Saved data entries
■ ■ ■

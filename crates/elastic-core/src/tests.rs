#[cfg(test)]
mod tests {
    use crate::animation::*;
    use crate::scene::*;
    use crate::signal::*;
    use crate::text::*;
    use crate::{Color, Rect, Size, Vec2};
    use std::cell::RefCell;
    use std::rc::Rc;
    use web_time::Duration;

    fn linear(ms: u64, clock: &ManualClock) -> AnimatedValue<f32> {
        AnimatedValue::new(
            0.0f32,
            AnimationSpec::tween(Duration::from_millis(ms), Easing::Linear),
            Rc::new(clock.clone()),
        )
    }

    #[test]
    fn test_signal_basic() {
        let sig = signal(42);
        assert_eq!(sig.get(), 42);

        sig.set(100);
        assert_eq!(sig.get(), 100);

        sig.update(|v| *v += 1);
        assert_eq!(sig.get(), 101);
    }

    #[test]
    fn test_signal_subscription() {
        let sig = signal(0);
        let seen = Rc::new(RefCell::new(Vec::new()));

        let seen_clone = seen.clone();
        let id = sig.subscribe(move |v| seen_clone.borrow_mut().push(*v));

        sig.set(42);
        sig.set(42);
        sig.unsubscribe(id);
        sig.set(7);
        assert_eq!(*seen.borrow(), vec![42, 42]);
    }

    #[test]
    fn test_emitter_unsubscribe() {
        let em: Emitter<usize> = Emitter::new();
        let hits = Rc::new(RefCell::new(0usize));

        let h = hits.clone();
        let a = em.subscribe(move |v| *h.borrow_mut() += *v);
        let h = hits.clone();
        em.subscribe(move |v| *h.borrow_mut() += *v * 10);

        em.emit(&1);
        assert_eq!(*hits.borrow(), 11);

        em.unsubscribe(a);
        assert_eq!(em.subscriber_count(), 1);
        em.emit(&1);
        assert_eq!(*hits.borrow(), 21);
    }

    #[test]
    fn test_color_from_hex() {
        let c = Color::from_hex("#FF5733");
        assert_eq!(c, Color(255, 87, 51, 255));

        let c_alpha = Color::from_hex("#FF5733AA");
        assert_eq!(c_alpha, Color(255, 87, 51, 170));

        assert_eq!(Color::from_hex("nope"), Color::BLACK);
    }

    #[test]
    fn test_rect_contains() {
        let rect = Rect::new(10.0, 10.0, 100.0, 50.0);

        assert!(rect.contains(Vec2 { x: 50.0, y: 30.0 }));
        assert!(rect.contains(Vec2 { x: 10.0, y: 60.0 }));
        assert!(!rect.contains(Vec2 { x: 5.0, y: 30.0 }));
        assert!(!rect.contains(Vec2 { x: 50.0, y: 70.0 }));
    }

    #[test]
    fn test_rect_inset_and_containment() {
        let outer = Rect::new(0.0, 0.0, 300.0, 40.0);
        let inner = outer.inset(2.0);
        assert_eq!(inner, Rect::new(2.0, 2.0, 296.0, 36.0));
        assert!(outer.contains_rect(&inner));
        assert!(!inner.contains_rect(&outer));
        assert_eq!(inner.center_x(), 150.0);
    }

    #[test]
    fn test_animation_deterministic() {
        let clock = ManualClock::default();
        let mut a = linear(1000, &clock);
        a.set_target(10.0);

        clock.advance(Duration::from_millis(250));
        assert!(a.update());
        assert!((*a.get() - 2.5).abs() < 0.01);

        clock.advance(Duration::from_millis(750));
        assert!(!a.update());
        assert!((*a.get() - 10.0).abs() < 0.001);
        assert!(!a.is_animating());
    }

    #[test]
    fn test_retarget_continues_from_current() {
        let clock = ManualClock::default();
        let mut a = linear(1000, &clock);
        a.set_target(10.0);

        clock.advance(Duration::from_millis(500));
        a.set_target(0.0);
        // sampled at 5.0, no jump back to the original start
        assert!((*a.get() - 5.0).abs() < 0.01);

        clock.advance(Duration::from_millis(500));
        a.update();
        assert!((*a.get() - 2.5).abs() < 0.01);
    }

    #[test]
    fn test_snap_stops_animation() {
        let clock = ManualClock::default();
        let mut a = linear(1000, &clock);
        a.set_target(10.0);
        a.snap_to(3.0);
        assert!(!a.is_animating());
        clock.advance(Duration::from_millis(100));
        assert!(!a.update());
        assert_eq!(*a.get(), 3.0);
    }

    #[test]
    fn test_spring_endpoints_and_velocity() {
        let spring = Easing::Spring {
            damping_ratio: 0.75,
            initial_velocity: 0.0,
        };
        assert_eq!(spring.interpolate(0.0), 0.0);
        assert!((spring.interpolate(1.0) - 1.0).abs() < 0.01);

        // underdamped springs overshoot somewhere along the way
        let peak = (1..100)
            .map(|i| spring.interpolate(i as f32 / 100.0))
            .fold(f32::MIN, f32::max);
        assert!(peak > 1.0);

        let critical = Easing::Spring {
            damping_ratio: 1.0,
            initial_velocity: 0.0,
        };
        for i in 1..100 {
            assert!(critical.interpolate(i as f32 / 100.0) <= 1.0 + 1e-4);
        }

        // a positive kick leads early on
        let kicked = Easing::Spring {
            damping_ratio: 1.0,
            initial_velocity: 5.0,
        };
        assert!(kicked.interpolate(0.05) > critical.interpolate(0.05));
    }

    #[test]
    fn test_spring_has_settled_just_before_the_end() {
        // the final snap to the target must not be visible on any damping
        for damping_ratio in [0.3, 0.75, 1.0, 2.0] {
            let spring = Easing::Spring {
                damping_ratio,
                initial_velocity: 0.0,
            };
            let gap = (1.0 - spring.interpolate(0.999)).abs();
            assert!(gap < 0.0015, "damping {damping_ratio}: gap {gap}");
        }
    }

    #[test]
    fn test_spring_spec_scales_velocity_by_duration() {
        let spec = AnimationSpec::spring(Duration::from_millis(500), 0.5, 2.0);
        assert_eq!(
            spec.easing,
            Easing::Spring {
                damping_ratio: 0.5,
                initial_velocity: 1.0,
            }
        );
    }

    #[test]
    fn test_rect_interpolate() {
        let a = Rect::new(0.0, 0.0, 10.0, 10.0);
        let b = Rect::new(100.0, 10.0, 20.0, 10.0);
        assert_eq!(a.interpolate(&b, 0.5), Rect::new(50.0, 5.0, 15.0, 10.0));
    }

    #[test]
    fn test_monospace_measure() {
        let m = MonospaceMeasure::default();
        let s = m.measure("Four", &Font::sized(10.0), Size::new(1.0, 1.0));
        assert_eq!(s.width, 20.0);
        assert!((s.height - 13.0).abs() < 1e-4);
    }

    #[test]
    fn test_scene_open_clips() {
        let mut scene = Scene::new();
        let clip = Rect::new(1.0, 2.0, 3.0, 4.0);
        scene.push(SceneNode::PushClip {
            rect: clip,
            radius: 0.0,
        });
        assert_eq!(scene.open_clips(), vec![clip]);
        scene.push(SceneNode::PopClip);
        assert!(scene.open_clips().is_empty());
    }
}
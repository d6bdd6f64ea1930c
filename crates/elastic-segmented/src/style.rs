use elastic_core::{AnimationSpec, Color, Font};
use web_time::Duration;

#[derive(Debug, Clone, PartialEq, thiserror::Error)]
pub enum StyleError {
    #[error("thumb inset must be finite and non-negative (got {0})")]
    InvalidInset(f32),
    #[error("corner radius must be finite and non-negative (got {0})")]
    InvalidCornerRadius(f32),
    #[error("font size must be finite and positive (got {0})")]
    InvalidFontSize(f32),
    #[error("animation duration must be positive")]
    ZeroDuration,
    #[error("spring damping must be finite and positive (got {0})")]
    InvalidDamping(f32),
    #[error("initial spring velocity must be finite (got {0})")]
    InvalidVelocity(f32),
}

/// Spring used when the thumb moves to a new segment.
#[derive(Clone, Copy, Debug, PartialEq)]
#[cfg_attr(feature = "serde", derive(serde::Serialize, serde::Deserialize))]
pub struct SpringSpec {
    pub duration: Duration,
    /// Damping ratio; below 1.0 the thumb overshoots and settles back.
    pub damping: f32,
    /// Distance-per-second relative to the whole travel.
    pub initial_velocity: f32,
}

impl Default for SpringSpec {
    fn default() -> Self {
        Self {
            duration: Duration::from_millis(300),
            damping: 0.75,
            initial_velocity: 0.0,
        }
    }
}

impl SpringSpec {
    pub fn validate(&self) -> Result<(), StyleError> {
        if self.duration.is_zero() {
            return Err(StyleError::ZeroDuration);
        }
        if !self.damping.is_finite() || self.damping <= 0.0 {
            return Err(StyleError::InvalidDamping(self.damping));
        }
        if !self.initial_velocity.is_finite() {
            return Err(StyleError::InvalidVelocity(self.initial_velocity));
        }
        Ok(())
    }

    pub fn to_animation_spec(&self) -> AnimationSpec {
        AnimationSpec::spring(self.duration, self.damping, self.initial_velocity)
    }
}

#[derive(Clone, Debug, PartialEq)]
#[cfg_attr(feature = "serde", derive(serde::Serialize, serde::Deserialize))]
#[cfg_attr(feature = "serde", serde(default))]
pub struct SegmentedStyle {
    pub base_text_color: Color,
    pub selected_text_color: Color,
    pub font: Font,
    pub background_color: Color,
    /// `None` rounds the control into a pill (half the height).
    pub corner_radius: Option<f32>,
    pub thumb_color: Color,
    /// `None` rounds the thumb into a pill (half its height).
    pub thumb_corner_radius: Option<f32>,
    pub thumb_inset: f32,
    pub animation: SpringSpec,
}

impl Default for SegmentedStyle {
    fn default() -> Self {
        Self {
            base_text_color: Color::from_hex("#B0B0B0"),
            selected_text_color: Color::WHITE,
            font: Font::default(),
            background_color: Color::from_hex("#1E1E1E"),
            corner_radius: None,
            thumb_color: Color::from_hex("#2196F3"),
            thumb_corner_radius: None,
            thumb_inset: 2.0,
            animation: SpringSpec::default(),
        }
    }
}

pub(crate) fn check_inset(inset: f32) -> Result<(), StyleError> {
    if inset.is_finite() && inset >= 0.0 {
        Ok(())
    } else {
        Err(StyleError::InvalidInset(inset))
    }
}

pub(crate) fn check_radius(radius: Option<f32>) -> Result<(), StyleError> {
    match radius {
        Some(r) if !r.is_finite() || r < 0.0 => Err(StyleError::InvalidCornerRadius(r)),
        _ => Ok(()),
    }
}

pub(crate) fn check_font(font: &Font) -> Result<(), StyleError> {
    if font.size.is_finite() && font.size > 0.0 {
        Ok(())
    } else {
        Err(StyleError::InvalidFontSize(font.size))
    }
}

impl SegmentedStyle {
    pub fn validate(&self) -> Result<(), StyleError> {
        check_inset(self.thumb_inset)?;
        check_radius(self.corner_radius)?;
        check_radius(self.thumb_corner_radius)?;
        check_font(&self.font)?;
        self.animation.validate()
    }
}
//! # Core types for the elastic widgets
//!
//! Everything a widget needs that is not specific to one widget:
//!
//! - `Rect`, `Size`, `Vec2` — local-coordinate geometry in px.
//! - `Color`, `Font` and the `TextMeasure` seam the host fills in.
//! - `AnimatedValue<T>` — clock-driven transitions with spring easing.
//! - `Signal<T>` / `Emitter<T>` — synchronous, widget-scoped pub/sub.
//! - `PointerEvent` — raw input delivered by the host.
//! - `Scene` — the display list a widget paints into.
//!
//! ## Animation clock
//!
//! Animations never read the system time directly. Each `AnimatedValue`
//! holds an `Rc<dyn Clock>`; hosts pass `SystemClock`, tests pass a
//! `ManualClock` and step it:
//!
//! ```rust
//! use elastic_core::*;
//! use std::rc::Rc;
//! use web_time::Duration;
//!
//! let clock = ManualClock::default();
//! let mut a = AnimatedValue::new(
//!     0.0f32,
//!     AnimationSpec::tween(Duration::from_millis(100), Easing::Linear),
//!     Rc::new(clock.clone()),
//! );
//! a.set_target(10.0);
//! clock.advance(Duration::from_millis(50));
//! a.update();
//! assert!((*a.get() - 5.0).abs() < 0.01);
//! ```
//!
//! ## Signals
//!
//! `Signal<T>` is a cloneable handle to a value whose subscribers run
//! synchronously on every write:
//!
//! ```rust
//! use elastic_core::*;
//!
//! let count = signal(0);
//! count.set(1);
//! count.update(|v| *v += 1);
//! assert_eq!(count.get(), 2);
//! ```

pub mod animation;
pub mod color;
pub mod geometry;
pub mod input;
pub mod prelude;
pub mod scene;
pub mod signal;
pub mod tests;
pub mod text;

pub use animation::*;
pub use color::*;
pub use geometry::*;
pub use input::*;
pub use scene::*;
pub use signal::*;
pub use text::*;
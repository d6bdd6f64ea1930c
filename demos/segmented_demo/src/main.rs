use elastic_core::prelude::*;
use elastic_segmented::{ElasticSegmentedControl, SegmentedStyle, SpringSpec};
use elastic_text::CosmicMeasure;
use std::rc::Rc;
use web_time::Duration;

const FRAME: Duration = Duration::from_millis(16);

fn measurer() -> Rc<dyn TextMeasure> {
    // ELASTIC_MEASURE=mono skips font discovery (handy on font-less CI boxes)
    match std::env::var("ELASTIC_MEASURE").as_deref() {
        Ok("mono") => Rc::new(MonospaceMeasure::default()),
        _ => Rc::new(CosmicMeasure::shared()),
    }
}

fn run_frames(control: &mut ElasticSegmentedControl, clock: &ManualClock, label: &str) {
    let mut frame = 0;
    loop {
        clock.advance(FRAME);
        let running = control.tick();
        if let Some(thumb) = control.thumb_rect() {
            log::info!(
                "{label} frame {frame:>2}: thumb x={:>7.2} clip x={:>7.2}",
                thumb.x,
                control.clip_rect().x
            );
        }
        frame += 1;
        if !running {
            break;
        }
    }
}

fn touch(kind: PointerEventKind, x: f32) -> PointerEvent {
    PointerEvent::touch(kind, Vec2::new(x, 20.0))
}

fn main() -> anyhow::Result<()> {
    env_logger::Builder::from_env(env_logger::Env::default().default_filter_or("info")).init();
    log::info!("Starting segmented control demo");

    let clock = ManualClock::default();
    let mut control = ElasticSegmentedControl::with_clock(measurer(), Rc::new(clock.clone()));
    control.set_style(SegmentedStyle {
        font: Font::sized(15.0),
        animation: SpringSpec {
            duration: Duration::from_millis(300),
            damping: 0.75,
            initial_velocity: 0.0,
        },
        ..SegmentedStyle::default()
    })?;
    control.set_titles(&["Day", "Week", "Month"]);
    control.set_bounds(Size::new(300.0, 40.0));
    control.on_value_changed(|i| log::info!("value changed -> {i}"));

    log::info!("tap on the last segment");
    control.handle_pointer(&touch(PointerEventKind::Down(PointerButton::Primary), 250.0));
    control.handle_pointer(&touch(PointerEventKind::Up(PointerButton::Primary), 250.0));
    run_frames(&mut control, &clock, "tap");

    log::info!("drag the thumb halfway and let go (snaps back, no event)");
    control.handle_pointer(&touch(PointerEventKind::Down(PointerButton::Primary), 250.0));
    control.handle_pointer(&touch(PointerEventKind::Move, 230.0));
    control.handle_pointer(&touch(PointerEventKind::Move, 215.0));
    control.handle_pointer(&touch(PointerEventKind::Up(PointerButton::Primary), 215.0));
    run_frames(&mut control, &clock, "half-drag");

    log::info!("drag the thumb to the first segment");
    control.handle_pointer(&touch(PointerEventKind::Down(PointerButton::Primary), 250.0));
    for x in [220.0, 160.0, 100.0, 40.0] {
        control.handle_pointer(&touch(PointerEventKind::Move, x));
    }
    control.handle_pointer(&touch(PointerEventKind::Up(PointerButton::Primary), 40.0));
    run_frames(&mut control, &clock, "drag");

    for node in control.paint().nodes {
        log::info!("{node:?}");
    }
    log::info!("selected index: {}", control.selected_index());
    Ok(())
}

■ ■ ■

What number of lines in the data contain the word "filename"? Give the number and nothing else.

3